You and your spouse plan to split up, and you already broke the news to your kids. They took it better than you expected. Yes, they did have a lot of questions, and you spent hours talking together after they found out, but it went well overall.

You’re glad because those kids are your main focus. You know that divorce can get tough for the children, and you want to do everything you can to help them through this period in their lives. You want to give them stability, love and excellent parenting, even if you and your spouse won’t be together while you do it.

Here are a few things your kids need after the divorce:

1. Routine and structure

Children do not want their lives to change dramatically. They understand the structure that they already enjoy, and they like their routines. Try to keep them the same.

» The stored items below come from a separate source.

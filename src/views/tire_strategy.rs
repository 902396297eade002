use itertools::Itertools;

use crate::session::SessionSnapshot;

use super::{
    StrategyRow, TireStrategyView, ViewDeriver, ViewKind, ViewModel, ViewPayload, no_participants,
};

pub struct TireStrategyDeriver;

impl ViewDeriver for TireStrategyDeriver {
    fn kind(&self) -> ViewKind {
        ViewKind::TireStrategy
    }

    fn derive(&self, snapshot: &SessionSnapshot) -> ViewModel {
        derive_tire_strategy(snapshot)
    }
}

/// Compound sequence per participant across all of its laps. Laps report the compounds they ran
/// on, so consecutive repeats of the same compound are a single stint.
pub fn derive_tire_strategy(snapshot: &SessionSnapshot) -> ViewModel {
    if snapshot.participants.is_empty() {
        return no_participants();
    }

    let rows = snapshot
        .unique_participants()
        .filter_map(|participant| {
            let compounds = snapshot
                .laps_for(participant)
                .flat_map(|lap| lap.tire_compounds.iter())
                .map(|compound| compound.trim())
                .filter(|compound| !compound.is_empty())
                .dedup()
                .map(str::to_string)
                .collect::<Vec<_>>();
            (!compounds.is_empty()).then(|| StrategyRow {
                participant: participant.clone(),
                compounds,
            })
        })
        .collect::<Vec<_>>();

    if rows.is_empty() {
        return ViewModel::unavailable("no tire strategy data");
    }
    ViewModel::Ready(ViewPayload::TireStrategy(TireStrategyView { rows }))
}

#[cfg(test)]
mod tests {
    use super::*;
    use crate::session::{LapRecord, ParticipantId};

    fn lap(participant: &str, compounds: &[&str]) -> LapRecord {
        LapRecord {
            participant: participant.into(),
            tire_compounds: compounds.iter().map(|c| c.to_string()).collect(),
            ..Default::default()
        }
    }

    #[test]
    fn test_stints_are_collapsed_into_a_path() {
        let snapshot = SessionSnapshot {
            participants: vec!["1".into(), "44".into(), "16".into()],
            laps: vec![
                lap("1", &["Soft"]),
                lap("44", &["Medium", "Hard"]),
                lap("1", &["Soft"]),
                lap("1", &["Medium"]),
                lap("1", &[" Hard ", ""]),
                lap("16", &[]),
            ],
            ..Default::default()
        };

        let ViewModel::Ready(ViewPayload::TireStrategy(view)) = derive_tire_strategy(&snapshot)
        else {
            panic!("expected a ready tire strategy view");
        };

        assert_eq!(view.rows.len(), 2);
        assert_eq!(view.rows[0].participant, ParticipantId::from("1"));
        assert_eq!(view.rows[0].path(), "Soft → Medium → Hard");
        assert_eq!(view.rows[1].path(), "Medium → Hard");
    }

    #[test]
    fn test_no_strategy_for_anyone_is_unavailable() {
        let snapshot = SessionSnapshot {
            participants: vec!["1".into()],
            laps: vec![lap("1", &[])],
            ..Default::default()
        };
        assert_eq!(
            derive_tire_strategy(&snapshot),
            ViewModel::unavailable("no tire strategy data")
        );
    }
}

For instance, your children may feel more worried not about the marriage ending, but about leaving their home. Does this mean they lose their friends in the neighborhood? Does it mean they have to go to a new school? These changes are huge and unwelcome for young children. Try to limit them as much as possible.

2. No more conflict

If you had a high-conflict marriage, ending it may help the children. Exposure to things like heated arguments and verbal fights can cause emotional harm — and that’s not even getting into the issues of physical violence. After the divorce, make sure the conflict really leaves their lives. Never argue with your ex in front of them, for instance.

3. Financial stability

Finances can get tight after a divorce. The legal process costs money. Couples split up their assets. You have new costs; for instance, now you both need to pay rent or a mortgage.

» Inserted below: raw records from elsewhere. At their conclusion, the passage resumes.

use crate::session::{LapRecord, ParticipantId, SessionSnapshot};

use super::{
    ParticipantTrace, PositionsView, ViewDeriver, ViewKind, ViewModel, ViewPayload,
    no_participants,
};

pub struct PositionsDeriver;

impl ViewDeriver for PositionsDeriver {
    fn kind(&self) -> ViewKind {
        ViewKind::Positions
    }

    fn derive(&self, snapshot: &SessionSnapshot) -> ViewModel {
        derive_positions(snapshot)
    }
}

/// Follows every participant's fastest lap, for the standalone live positions feed.
pub struct LivePositionsDeriver;

impl ViewDeriver for LivePositionsDeriver {
    fn kind(&self) -> ViewKind {
        ViewKind::Positions
    }

    fn derive(&self, snapshot: &SessionSnapshot) -> ViewModel {
        live_positions(snapshot)
    }
}

/// Latest known car positions: for every participant, the samples of the most recent lap that
/// has any. Participants without samples are left out.
pub fn derive_positions(snapshot: &SessionSnapshot) -> ViewModel {
    traces_view(snapshot, |participant| {
        snapshot
            .laps_for(participant)
            .filter(|lap| !lap.position_samples.is_empty())
            .last()
    })
}

/// Positions as shown by the live positions feed: the samples of each participant's fastest lap.
pub fn live_positions(snapshot: &SessionSnapshot) -> ViewModel {
    traces_view(snapshot, |participant| {
        snapshot
            .fastest_lap(participant)
            .filter(|lap| !lap.position_samples.is_empty())
    })
}

fn traces_view<'s>(
    snapshot: &'s SessionSnapshot,
    pick_lap: impl Fn(&ParticipantId) -> Option<&'s LapRecord>,
) -> ViewModel {
    if snapshot.participants.is_empty() {
        return no_participants();
    }

    let traces = snapshot
        .unique_participants()
        .filter_map(|participant| {
            let lap = pick_lap(participant)?;
            Some(ParticipantTrace {
                participant: participant.clone(),
                points: lap
                    .position_samples
                    .iter()
                    .map(|sample| (sample.x, sample.y))
                    .collect(),
            })
        })
        .collect::<Vec<_>>();

    if traces.is_empty() {
        return ViewModel::unavailable("no position samples for any participant");
    }

    ViewModel::Ready(ViewPayload::Positions(PositionsView {
        traces,
        track_outline: snapshot
            .track_geometry
            .clone()
            .filter(|outline| !outline.is_empty()),
    }))
}
//! JWT signing and verification backed by Google Cloud key services.
//!
//! Private keys never enter the process. Signing is delegated to the IAM
//! credentials API ([`iam`]) or to a Cloud KMS asymmetric key version
//! ([`kms`]); verification runs locally against public keys fetched from the
//! matching endpoints and cached in-process ([`keystore`], [`kms::KmsKeyCache`]).
//!
//! The typical setup creates one shared [`KeyStore`] (and one
//! [`kms::KmsKeyCache`] if KMS is in play) at startup and hands it to every
//! verifier, so all verification traffic shares one certificate cache.

pub mod algorithm;
pub mod certs;
pub mod config;
pub mod error;
pub mod iam;
pub mod keys;
pub mod keystore;
pub mod kms;
pub mod resolver;
pub mod verify;

pub use algorithm::SignatureAlgorithm;
pub use config::{IamConfig, KmsConfig};
pub use error::{Error, Result};
pub use keys::PublicKey;
pub use keystore::{CertificateSet, KeyStore};
pub use resolver::KeyResolver;
pub use verify::{verify_any, VerificationKey};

However, you need to strive for financial stability so that the kids get what they need. They should never have to worry about where they’ll sleep or where their next meal will come from. Prioritize them and make sure you set yourself up economically to provide for them.

4. Communication

You already started with communication by talking to your kids and answering their questions. Keep it up. Be there for them whenever they want to talk. Involve them in decisions. Ask them questions. Help them feel like a valued part of the family, not just another asset you and your ex get to deal with.

As you move forward, make sure you know what legal steps you can take to put your kids first and secure their future. Having a solid parenting plan and understanding your custody rights will help you tremendously.